For me, that thick skin didn’t develop until after high school. While I always had a small circle—I’m still connected with my first childhood friend from Texas whom I wrote letters to—finding those core people, my tribe, who had my back regardless of status or circumstance? That felt like searching for a needle in a haystack until my mid-20s.
I married a professional baseball player, a decision I’m sure my childhood “friends” assumed was calculated. It wasn’t. My husband was different from the athletes I grew up around. He came from a large, New England Irish family, prioritizing Sunday dinners and family first. We shared the same deep, quiet core values.
We were lucky enough to play in Houston for a portion of his career, and I truly believe it was divine intervention because that is where I met my tribe.
These girls—my soul sisters—now live all over the country, yet we fly across state lines at the drop of a hat to be there for one another. We bonded over early motherhood, a fierce commitment to gratitude, and an undeniable urge to help others.
That core value was cemented during his time with the Astros when we hosted an annual gala that raised hundreds of thousands of dollars for women and children’s crisis shelters in the Houston area. That commitment didn’t end when the season did. My friend Christi recently ran the rim of Lake Tahoe, dedicating her monumental effort to a crisis center. We give back because we are blessed, and karma is real.
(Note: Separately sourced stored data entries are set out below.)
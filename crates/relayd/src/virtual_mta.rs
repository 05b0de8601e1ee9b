use crate::config::GroupConfig;
use crate::dns::MxRecord;
use parking_lot::Mutex;
use std::collections::HashMap;
use std::net::IpAddr;
use std::sync::Arc;

/// A logical sender: a source IP with its HELO identity and reporting name
#[derive(Debug, Clone, PartialEq, Eq)]
pub struct VirtualMta {
    pub name: String,
    pub source_address: IpAddr,
    pub ehlo_hostname: String,
    pub remote_port: Option<u16>,
}

/// A non-empty ordered set of virtual MTAs. Source selection is
/// round-robin over the destination: each destination host rotates
/// through the group's sources independently, so a busy destination
/// doesn't skew which source the quieter ones get.
pub struct VirtualMtaGroup {
    pub name: String,
    entries: Vec<VirtualMta>,
    cursors: Mutex<HashMap<String, usize>>,
}

impl VirtualMtaGroup {
    pub fn new(name: &str, entries: Vec<VirtualMta>) -> anyhow::Result<Self> {
        anyhow::ensure!(
            !entries.is_empty(),
            "virtual MTA group {name} has no members"
        );
        Ok(Self {
            name: name.to_string(),
            entries,
            cursors: Mutex::new(HashMap::new()),
        })
    }

    pub fn from_config(config: &GroupConfig) -> anyhow::Result<Self> {
        Self::new(
            &config.name,
            config
                .virtual_mtas
                .iter()
                .map(|mta| VirtualMta {
                    name: mta.name.clone(),
                    source_address: mta.source_address,
                    ehlo_hostname: mta.ehlo_hostname.clone(),
                    remote_port: mta.remote_port,
                })
                .collect(),
        )
    }

    /// Pick the source to use for a send to this mail exchanger
    pub fn virtual_mta_for_sending(&self, mx: &MxRecord) -> VirtualMta {
        let mut cursors = self.cursors.lock();
        let cursor = cursors.entry(mx.host.clone()).or_insert(0);
        let mta = self.entries[*cursor % self.entries.len()].clone();
        *cursor = (*cursor + 1) % self.entries.len();
        mta
    }
}

/// Looks up groups by the routing hint carried on each message.
/// An unknown group id falls back to the default (first configured)
/// group rather than failing the message.
pub struct GroupRegistry {
    groups: HashMap<String, Arc<VirtualMtaGroup>>,
    default_group: String,
}

impl GroupRegistry {
    pub fn from_config(configs: &[GroupConfig]) -> anyhow::Result<Self> {
        anyhow::ensure!(
            !configs.is_empty(),
            "at least one virtual MTA group must be configured"
        );
        let mut groups = HashMap::new();
        for config in configs {
            let group = VirtualMtaGroup::from_config(config)?;
            if groups
                .insert(config.name.clone(), Arc::new(group))
                .is_some()
            {
                anyhow::bail!("virtual MTA group {} is defined twice", config.name);
            }
        }
        Ok(Self {
            groups,
            default_group: configs[0].name.clone(),
        })
    }

    pub fn get_group(&self, id: &str) -> Arc<VirtualMtaGroup> {
        match self.groups.get(id) {
            Some(group) => Arc::clone(group),
            None => {
                tracing::debug!("unknown virtual MTA group {id:?}; using the default group");
                Arc::clone(&self.groups[&self.default_group])
            }
        }
    }
}
use chrono::{DateTime, Duration, Utc};
use serde::{Deserialize, Serialize};
use std::sync::Arc;
use uuid::Uuid;

#[derive(Debug, Clone, PartialEq, Serialize, Deserialize, Eq)]
#[serde(transparent)]
pub struct EnvelopeAddress(String);

impl EnvelopeAddress {
    pub fn parse(text: &str) -> anyhow::Result<Self> {
        if text.is_empty() {
            return Ok(Self::null_sender());
        }
        let (user, domain) = text
            .split_once('@')
            .ok_or_else(|| anyhow::anyhow!("expected user@domain, got {text:?}"))?;
        anyhow::ensure!(
            !user.is_empty() && !domain.is_empty() && !domain.contains('@'),
            "expected user@domain, got {text:?}"
        );
        Ok(Self(text.to_string()))
    }

    pub fn user(&self) -> &str {
        match self.0.find('@') {
            Some(at) => &self.0[..at],
            None => "",
        }
    }

    pub fn domain(&self) -> &str {
        match self.0.find('@') {
            Some(at) => &self.0[at + 1..],
            None => "",
        }
    }

    /// The empty reverse-path used by delivery status notifications
    pub fn null_sender() -> Self {
        Self(String::new())
    }

    pub fn is_null(&self) -> bool {
        self.0.is_empty()
    }
}

impl std::fmt::Display for EnvelopeAddress {
    fn fmt(&self, fmt: &mut std::fmt::Formatter) -> std::fmt::Result {
        write!(fmt, "{}", self.0)
    }
}

/// A unit of outbound work, exclusively owned by whoever last dequeued
/// it from the broker, from dequeue until ack.
#[derive(Debug, Clone)]
pub struct QueuedMessage {
    pub id: Uuid,
    /// Envelope sender, unparsed as it came off the wire
    pub sender: String,
    /// Envelope recipient; exactly one per message
    pub recipient: String,
    /// Opaque RFC 822 payload
    pub data: Arc<Box<[u8]>>,
    /// Which virtual-MTA group routes this message
    pub group: String,
    pub queued_at: DateTime<Utc>,
    /// Do not attempt delivery before this instant.
    /// Invariant: always >= queued_at.
    pub attempt_send_after: DateTime<Utc>,
    pub num_attempts: u16,
}

impl QueuedMessage {
    pub fn new(sender: &str, recipient: &str, data: Vec<u8>, group: &str) -> Self {
        let now = Utc::now();
        Self {
            id: Uuid::new_v4(),
            sender: sender.to_string(),
            recipient: recipient.to_string(),
            data: Arc::new(data.into_boxed_slice()),
            group: group.to_string(),
            queued_at: now,
            attempt_send_after: now,
            num_attempts: 0,
        }
    }

    /// True when the message is not yet eligible for a delivery attempt
    pub fn is_deferred(&self, now: DateTime<Utc>) -> bool {
        self.attempt_send_after > now
    }

    /// True when the message has exhausted its time-in-queue budget and
    /// must not be dispatched. The comparison is against the scheduled
    /// attempt time rather than the current time; attempt_send_after only
    /// moves forward, so the two agree once the budget is exceeded.
    pub fn exceeded_queue_budget(&self, budget: Duration) -> bool {
        self.attempt_send_after - self.queued_at > budget
    }

    /// Push the next eligible attempt time forward. In-memory only; the
    /// broker redelivers on its own schedule.
    pub fn delay_attempt_by(&mut self, delay: Duration) {
        self.attempt_send_after += delay;
    }

    /// Mark the start of a dispatch attempt and return its number.
    /// The count starts from whatever the broker handed us, so a broker
    /// that persists it numbers attempts across redeliveries.
    pub fn begin_attempt(&mut self) -> u16 {
        self.num_attempts = self.num_attempts.saturating_add(1);
        self.num_attempts
    }
}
This past year, writing UnSettled and connecting with women has amplified that urge to do more, do it better, and do it bigger. When a reader recently told me my articles are “food for her soul,” I knew I couldn’t stop at just writing.
How do I take this connection to the next level? How do I harness the bond of sisterhood and transform it into tangible positive action?
Over the last year, my soul sisters and I have formed a nonprofit: Soul Restore Inc.
Our Mission is clear: To help women and children in crisis by using the funds generated from our women’s retreats to partner with organizations that are already doing the life-changing work but desperately need funding. We can raise money, and being able to make that donation to a cause so close to our hearts is priceless.
This year, we’re focusing on retreats in the Clearwater Beach area, with plans to expand into the Carolinas, Georgia, and eventually Lake Tahoe in California.
We are inviting you into our tribe and into this vision. Being part of something life-changing for others will be life-changing for yourself. It gives you a whole new perspective.
I believe that by putting that positivity into the universe, we are healing women, children, and people one connection at a time.
Join us on a retreat. Help us heal those wounded souls, and you’ll find your own soul being restored at the same time.